Problem description:
Copy exactly the last part of the entries, starting from the line with "pub mod daemon;" and including the final line.

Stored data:
********

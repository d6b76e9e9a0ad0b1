//!
//! concord-std-timers - Timer Daemon
//!
//! Runs tasks at a point in time, after a delay, or periodically on a
//! single background thread.
//!
//! ## Scheduling
//!
//! - `schedule_at(instant, task)` - run once at `instant`
//! - `schedule_after(delay, task)` - run once after `delay`
//! - `schedule_every(period, task, start_now)` - run every `period`
//! - `cancel(&handle)` - mark a scheduled task as cancelled
//!
//! Cancellation is lazy: the entry stays in the heap and is skipped when the
//! daemon reaches it. A task already running is not interrupted.
//!
//! ## Thread Design
//!
//! The daemon thread is started by the first schedule call. It sleeps on the
//! daemon's monitor until the earliest entry is due, so scheduling an
//! earlier task wakes it at once. Tasks run outside the monitor; a long task
//! delays everything behind it.
//!

pub mod daemon;
pub mod heap;

pub use daemon::*;
pub use heap::*;
//! Clipboard text.

use std::sync::Arc;

use axum::{body::Body, http::Request};
use serde::{Deserialize, Serialize};

use crate::api::json;
use crate::http::{request::json_body, HttpError};
use crate::routing::{handler, Handler};
use crate::types::{DesktopError, DesktopManager};

#[derive(Debug, Clone, Serialize, Deserialize)]
pub struct ClipboardText {
    pub text: String,
}

fn clipboard_error(err: DesktopError) -> HttpError {
    match err {
        DesktopError::ClipboardUnavailable => HttpError::unavailable(err.to_string()),
        other => HttpError::internal().with_internal_err(other),
    }
}

/// `GET /room/clipboard`
pub fn read(desktop: Arc<dyn DesktopManager>) -> Handler {
    handler(move |_req: Request<Body>| {
        let text = desktop.clipboard_text();
        async move {
            let text = text.map_err(clipboard_error)?;
            json(ClipboardText { text })
        }
    })
}

/// `POST /room/clipboard`
pub fn write(desktop: Arc<dyn DesktopManager>) -> Handler {
    handler(move |req: Request<Body>| {
        let desktop = desktop.clone();
        async move {
            let data: ClipboardText = json_body(req).await?;
            desktop.set_clipboard_text(&data.text).map_err(clipboard_error)?;
            json(true)
        }
    })
}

********

Reply:
pub mod daemon;
pub mod heap;

pub use daemon::*;
pub use heap::*;
//! Clipboard text.

use std::sync::Arc;

use axum::{body::Body, http::Request};
use serde::{Deserialize, Serialize};

use crate::api::json;
use crate::http::{request::json_body, HttpError};
use crate::routing::{handler, Handler};
use crate::types::{DesktopError, DesktopManager};

#[derive(Debug, Clone, Serialize, Deserialize)]
pub struct ClipboardText {
    pub text: String,
}

fn clipboard_error(err: DesktopError) -> HttpError {
    match err {
        DesktopError::ClipboardUnavailable => HttpError::unavailable(err.to_string()),
        other => HttpError::internal().with_internal_err(other),
    }
}

/// `GET /room/clipboard`
pub fn read(desktop: Arc<dyn DesktopManager>) -> Handler {
    handler(move |_req: Request<Body>| {
        let text = desktop.clipboard_text();
        async move {
            let text = text.map_err(clipboard_error)?;
            json(ClipboardText { text })
        }
    })
}

/// `POST /room/clipboard`
pub fn write(desktop: Arc<dyn DesktopManager>) -> Handler {
    handler(move |req: Request<Body>| {
        let desktop = desktop.clone();
        async move {
            let data: ClipboardText = json_body(req).await?;
            desktop.set_clipboard_text(&data.text).map_err(clipboard_error)?;
            json(true)
        }
    })
}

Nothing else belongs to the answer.